A potential slippery slope exists with respect to Nevada’s prostitution regulations, which have numerous onerous requirements, from monthly and weekly testing (depending on the disease) to mandatory condom use.  Prostitution, though, is a service open to the general public, while porn is a closed circle where those on camera are regularly tested and (theoretically) limiting their contact with unknown, untested interlopers.  Because of the inherent differences between porn companies and brothels, and the reduced public health concerns at play, the condom restrictions should not transfer over – but that will be left to the legislature.  If they’re getting all of this new growth because the porn industry wanted to escape the tyranny of condoms, will legislators foist them upon their newest constituents?  It’s possible, but seems unlikely.  Even if those provisions are put into effect, NVOSHA has to actually enforce them – something it may be ill-equipped to do.

Las Vegas Loves Porn… and Anything With Money, Really.

Another point raised by Starr is the suspicion that people don’t really love porn, despite the money it could bring to their local economy.  To some extent, I agree with this.  Some ultra-lib location like Manhattan would look down its collective nose at middle America for feeling uncomfortable about porn — but if production ever showed up below 125th Street with any substantial volume, it would quickly be zoned out as “harmful to property values,” and opposed under the color of PC rhetoric, such as how it’s “degrading” to women and normalizes male violence.  On the other hand, Las Vegas has a robust industry of escorts (despite prostitution being illegal within Clark County) and strip clubs that everyone accepts as part of the landscape.  Without making it sound like Detroit, as I am pretty fond of Las Vegas, I think people will embrace whatever revives the area.  Downtown Las Vegas, despite having a few cool bars and art studios I’m fond of, is underdeveloped for an urban core and fairly low-density.  Thus, it’s practically giving land away for development through tax credits.  They city doesn’t condition the credits on how the land will be used – as long as something’s being done, and people are being employed, Las Vegas is happy.

To those who claim that the tide will turn against porn when the economy improves, I have some good/bad news: Economically, things are never going to get better.  We’re at the dying, spasming end of American-style capitalism.  I hope you own a gun.  Consequently, capital holders can put a collar around places like Las Vegas, making governments and citizens alike do whatever the investors want.  Capitalists have the money, and capacity to bring more, that everyone else needs.  Those who can muster up $1M in liquid assets, and probably down to about $250,000, can basically write their deal’s terms.  The global economy’s collapse isn’t really any one person’s fault, anyway, so it shouldn’t impede making smart business moves in the here and now.  After all, if everyone lived in fear of the world ending tomorrow, nothing would get done, now would it?

A Sidebar About Miami.

Starr also notes the recent arrest of Kimberly Kupps on numerous obscenity counts as a reason to avoid Florida. (You can donate to Kupps’ defense fund here.)  This is a reasonable concern, but one that insiders within Florida’s adult community can dismiss with fairly strong assurances.  In addition to geographic distance, Miami and Polk County Florida are culturally very distant and distinct.  Polk County Sheriff, Grady Judd, has made it his life’s work to punish any kind of sexual expression occurring in his jurisdiction, and is a retrograde bully unmatched by any in Florida.  Miami doesn’t have the absolute safe harbor protection that Los Angeles does due to Freeman, but its resident businesses have done very well for themselves, mostly free from significant legal interference.  With that said, a Judd-like epidemic of arrests is unlikely to sweep Miami-Dade county.

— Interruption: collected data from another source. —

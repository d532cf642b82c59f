use rand::Rng;
use std::time::Duration;

use crate::config::settings::FetchSettings;

/// Bounded attempts with randomized, doubling backoff
#[derive(Debug, Clone)]
pub struct RetryPolicy {
    pub max_attempts: u32,
    pub base: Duration,
    pub jitter: Duration,
}

impl RetryPolicy {
    pub fn new(max_attempts: u32, base: Duration, jitter: Duration) -> Self {
        Self {
            max_attempts: max_attempts.max(1),
            base,
            jitter,
        }
    }

    pub fn from_settings(settings: &FetchSettings) -> Self {
        Self::new(settings.max_attempts, settings.backoff_base, settings.backoff_jitter)
    }

    /// Delay before the attempt following `failed_attempt` (1-based).
    /// A rate-limited response waits twice as long.
    pub fn backoff(&self, failed_attempt: u32, rate_limited: bool) -> Duration {
        let exponent = failed_attempt.saturating_sub(1).min(6);
        let mut delay = self.base * 2u32.pow(exponent);
        if rate_limited {
            delay *= 2;
        }
        delay + self.random_jitter()
    }

    fn random_jitter(&self) -> Duration {
        let max_ms = self.jitter.as_millis() as u64;
        if max_ms == 0 {
            return Duration::ZERO;
        }
        Duration::from_millis(rand::thread_rng().gen_range(0..=max_ms))
    }
}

Is “Going Underground” Still a Thing?

In this internet age, where everyone competes for Google rankings and traffic, and search engine optimization is a lucrative industry, rather than some annoying B-school buzzword, is it even possible to go underground?  Setting aside competition for internet traffic, since that’s where most of the money is now, going underground carries many possible tax consequences that can consume more than a company’s worth, or makes.  Back-owed interest and penalties are not your friends.

I’m ambivalent in the desirability of porn being mainstream v. underground debate.  There are pros and cons to each side, and I think the best approach depends on the company and its content.  Culturally, though, “porn” qua concept is mainstream, even if certain subsets and niches of it are less known.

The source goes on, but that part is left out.